### [Action item]
Would you repeat exactly the part of the listing below that runs from the line containing "return Ok(frame);" down to the line containing "if MISSING_TOKENS.iter().any(|t| raw.eq_ignore_ascii_case(t))", inclusive, and nothing else?

..........

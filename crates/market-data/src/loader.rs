use crate::error::LoadError;
use crate::resample::resample_last;
use crate::synthetic;
use chrono::NaiveDate;
use configuration::SyntheticConfig;
use core_types::dates::parse_date_flexible;
use core_types::{Column, DataSource, Event, Frequency, PriceFrame};
use std::path::{Path, PathBuf};
use tracing::{debug, info, warn};

/// Column every event file must provide.
pub const EVENT_DATE_COLUMN: &str = "event_date";

const MISSING_TOKENS: [&str; 6] = ["", "na", "n/a", "nan", "null", "."];

/// Options controlling how a price file is read.
#[derive(Debug, Clone, Default)]
pub struct PriceLoadOptions {
    /// Inclusive lower bound on the index.
    pub start_date: Option<NaiveDate>,
    /// Inclusive upper bound on the index.
    pub end_date: Option<NaiveDate>,
    pub frequency: Frequency,
    /// Header of the date column. The first column is used when `None`.
    pub date_column: Option<String>,
}

/// A price table together with where it came from.
#[derive(Debug, Clone)]
pub struct LoadedPrices {
    pub frame: PriceFrame,
    pub source: DataSource,
}

/// An event list together with where it came from.
#[derive(Debug, Clone)]
pub struct LoadedEvents {
    pub events: Vec<Event>,
    pub source: DataSource,
}

/// Returns the first candidate that exists on disk.
pub fn first_existing(candidates: &[PathBuf]) -> Option<&Path> {
    candidates.iter().map(PathBuf::as_path).find(|p| p.exists())
}

/// Loads prices from the first existing candidate, or generates a synthetic
/// series named `price_column` when none exists.
pub fn load_prices_with_fallback(
    candidates: &[PathBuf],
    opts: &PriceLoadOptions,
    synthetic_config: &SyntheticConfig,
    price_column: &str,
) -> Result<LoadedPrices, LoadError> {
    if let Some(path) = first_existing(candidates) {
        let frame = load_price_data(path, opts)?;
        info!(path = %path.display(), rows = frame.len(), "Loaded price data.");
        return Ok(LoadedPrices {
            frame,
            source: DataSource::File(path.to_path_buf()),
        });
    }

    warn!(?candidates, "No price data file found, generating synthetic prices.");
    let frame = synthetic::generate_price_frame(synthetic_config, price_column);
    let frame = restrict_range(frame, opts)?;
    Ok(LoadedPrices {
        frame: resample_last(&frame, opts.frequency),
        source: DataSource::Synthetic,
    })
}

/// Loads events from the first existing candidate, or returns the built-in
/// sample events when none exists.
pub fn load_events_with_fallback(candidates: &[PathBuf]) -> Result<LoadedEvents, LoadError> {
    if let Some(path) = first_existing(candidates) {
        let events = load_event_data(path)?;
        info!(path = %path.display(), events = events.len(), "Loaded event data.");
        return Ok(LoadedEvents {
            events,
            source: DataSource::File(path.to_path_buf()),
        });
    }

    warn!(?candidates, "No event data file found, using sample events.");
    Ok(LoadedEvents {
        events: synthetic::sample_events(),
        source: DataSource::Synthetic,
    })
}

/// Reads a price CSV into a date-indexed frame.
///
/// The date column (first column unless `opts.date_column` names another)
/// becomes the index; every other column whose non-missing cells all parse
/// as numbers becomes a frame column. Rows are sorted by date and for
/// duplicate dates the last row in the file wins.
pub fn load_price_data(path: &Path, opts: &PriceLoadOptions) -> Result<PriceFrame, LoadError> {
    let (headers, records) = read_csv(path)?;

    let date_idx = match &opts.date_column {
        Some(name) => {
            let wanted = normalize_header(name);
            headers.iter().position(|h| *h == wanted).ok_or_else(|| LoadError::MissingColumns {
                path: path.to_path_buf(),
                columns: vec![wanted],
            })?
        }
        None => 0,
    };

    let mut rows: Vec<(NaiveDate, &csv::StringRecord)> = Vec::with_capacity(records.len());
    for (i, record) in records.iter().enumerate() {
        let raw = record.get(date_idx).unwrap_or_default();
        let date = parse_date_flexible(raw).ok_or_else(|| LoadError::InvalidDate {
            path: path.to_path_buf(),
            // +1 for the header line, +1 for one-based numbering.
            line: i + 2,
            value: raw.to_string(),
        })?;
        rows.push((date, record));
    }

    // Stable sort keeps file order among equal dates, so the last one wins below.
    rows.sort_by_key(|(date, _)| *date);
    let before = rows.len();
    let mut deduped: Vec<(NaiveDate, &csv::StringRecord)> = Vec::with_capacity(rows.len());
    for row in rows {
        match deduped.last_mut() {
            Some(last) if last.0 == row.0 => *last = row,
            _ => deduped.push(row),
        }
    }
    if deduped.len() < before {
        warn!(
            path = %path.display(),
            duplicates = before - deduped.len(),
            "Duplicate dates in price file, keeping the last row for each."
        );
    }

    let mut columns = Vec::new();
    for (col_idx, name) in headers.iter().enumerate() {
        if col_idx == date_idx {
            continue;
        }
        let parsed: Option<Vec<Option<f64>>> = deduped
            .iter()
            .map(|(_, record)| parse_cell(record.get(col_idx).unwrap_or_default()))
            .collect();
        match parsed {
            Some(values) => columns.push(Column::new(name.clone(), values)),
            None => debug!(column = %name, "Skipping non-numeric column."),
        }
    }
    if columns.is_empty() {
        return Err(LoadError::NoNumericColumns(path.to_path_buf()));
    }

    let dates = deduped.iter().map(|(date, _)| *date).collect();
    let frame = PriceFrame::new(dates, columns)?;
    let frame = restrict_range(frame, opts)?;
    let frame = resample_last(&frame, opts.frequency);

    info!(observations = frame.len(), "Successfully loaded price observations.");
    Ok(frame)
}

/// Reads an event CSV. `event_date` is required; blank or unparseable dates
/// are kept as `None` so the row still reaches the caller.
pub fn load_event_data(path: &Path) -> Result<Vec<Event>, LoadError> {
    let (headers, records) = read_csv(path)?;

    let date_idx = headers
        .iter()
        .position(|h| h == EVENT_DATE_COLUMN)
        .ok_or_else(|| LoadError::MissingColumns {
            path: path.to_path_buf(),
            columns: vec![EVENT_DATE_COLUMN.to_string()],
        })?;

    let mut events = Vec::with_capacity(records.len());
    for (i, record) in records.iter().enumerate() {
        let mut event = Event::default();
        for (col_idx, name) in headers.iter().enumerate() {
            let value = record.get(col_idx).unwrap_or_default();
            if col_idx == date_idx {
                event.event_date = parse_date_flexible(value);
                if event.event_date.is_none() {
                    warn!(line = i + 2, value, "Event has no valid event_date.");
                }
                continue;
            }
            if value.is_empty() {
                continue;
            }
            let value = value.to_string();
            match name.as_str() {
                "event_type" => event.event_type = Some(value),
                "impact_type" => event.impact_type = Some(value),
                "severity" => event.severity = Some(value),
                "description" | "event_description" => event.description = Some(value),
                _ => {
                    event.extra.insert(name.clone(), value);
                }
            }
        }
        events.push(event);
    }

    info!(events = events.len(), "Successfully loaded events.");
    Ok(events)
}

/// Reads the normalized header row and all records. Fails on missing or
/// empty files and on malformed CSV.
fn read_csv(path: &Path) -> Result<(Vec<String>, Vec<csv::StringRecord>), LoadError> {
    if !path.exists() {
        return Err(LoadError::NotFound(path.to_path_buf()));
    }
    let metadata = std::fs::metadata(path).map_err(|source| LoadError::Io {
        path: path.to_path_buf(),
        source,
    })?;
    if metadata.len() == 0 {
        return Err(LoadError::EmptyFile(path.to_path_buf()));
    }

    let csv_err = |source| LoadError::Csv {
        path: path.to_path_buf(),
        source,
    };
    let mut reader = csv::ReaderBuilder::new()
        .trim(csv::Trim::All)
        .from_path(path)
        .map_err(csv_err)?;

    let headers: Vec<String> = reader.headers().map_err(csv_err)?.iter().map(normalize_header).collect();
    let records = reader.records().collect::<Result<Vec<_>, _>>().map_err(csv_err)?;

    if headers.iter().all(String::is_empty) || records.is_empty() {
        return Err(LoadError::EmptyFile(path.to_path_buf()));
    }
    Ok((headers, records))
}

fn restrict_range(frame: PriceFrame, opts: &PriceLoadOptions) -> Result<PriceFrame, LoadError> {
    if let (Some(start), Some(end)) = (opts.start_date, opts.end_date) {
        if start > end {
            return Err(LoadError::InvalidRange { start, end });
        }
    }
    if opts.start_date.is_none() && opts.end_date.is_none() {
        return Ok(frame);
    }
    let filtered = frame.filter_by_date(opts.start_date, opts.end_date);
    if filtered.is_empty() {
        return Err(LoadError::EmptyAfterFilter);
    }
    Ok(filtered)
}

/// `" Close Price "` -> `"close_price"`.
fn normalize_header(raw: &str) -> String {
    raw.trim().split_whitespace().collect::<Vec<_>>().join("_").to_lowercase()
}

/// `Some(None)` for a missing cell, `None` when the cell is not numeric.
fn parse_cell(raw: &str) -> Option<Option<f64>> {
    if MISSING_TOKENS.iter().any(|t| raw.eq_ignore_ascii_case(t)) {
        return Some(None);
    }
    raw.parse::<f64>().ok().map(|v| v.is_finite().then_some(v))
}
//! # Market Data
//!
//! Everything between a file on disk and an in-memory [`PriceFrame`] or event
//! list: CSV loading with candidate-path fallback, seeded synthetic data,
//! calendar resampling, data quality validation and missing value handling.
//!
//! Loading follows a fixed policy:
//! 1. Walk the ordered candidate paths and use the first one that exists.
//! 2. If that file is empty, malformed or lacks required columns, fail.
//! 3. If no candidate exists, generate synthetic data (tagged as such).
//!
//! [`PriceFrame`]: core_types::PriceFrame

pub mod error;
pub mod loader;
pub mod preprocess;
pub mod resample;
pub mod synthetic;
pub mod validation;

pub use error::{LoadError, ValidationError};
pub use loader::{
    LoadedEvents, LoadedPrices, PriceLoadOptions, first_existing, load_event_data,
    load_events_with_fallback, load_price_data, load_prices_with_fallback,
};
pub use preprocess::preprocess_data;
pub use validation::{OutlierSummary, ValidationReport, validate_data, validate_required_columns};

..........

### [Task result]
        return Ok(frame);
    }
    let filtered = frame.filter_by_date(opts.start_date, opts.end_date);
    if filtered.is_empty() {
        return Err(LoadError::EmptyAfterFilter);
    }
    Ok(filtered)
}

/// `" Close Price "` -> `"close_price"`.
fn normalize_header(raw: &str) -> String {
    raw.trim().split_whitespace().collect::<Vec<_>>().join("_").to_lowercase()
}

/// `Some(None)` for a missing cell, `None` when the cell is not numeric.
fn parse_cell(raw: &str) -> Option<Option<f64>> {
    if MISSING_TOKENS.iter().any(|t| raw.eq_ignore_ascii_case(t)) {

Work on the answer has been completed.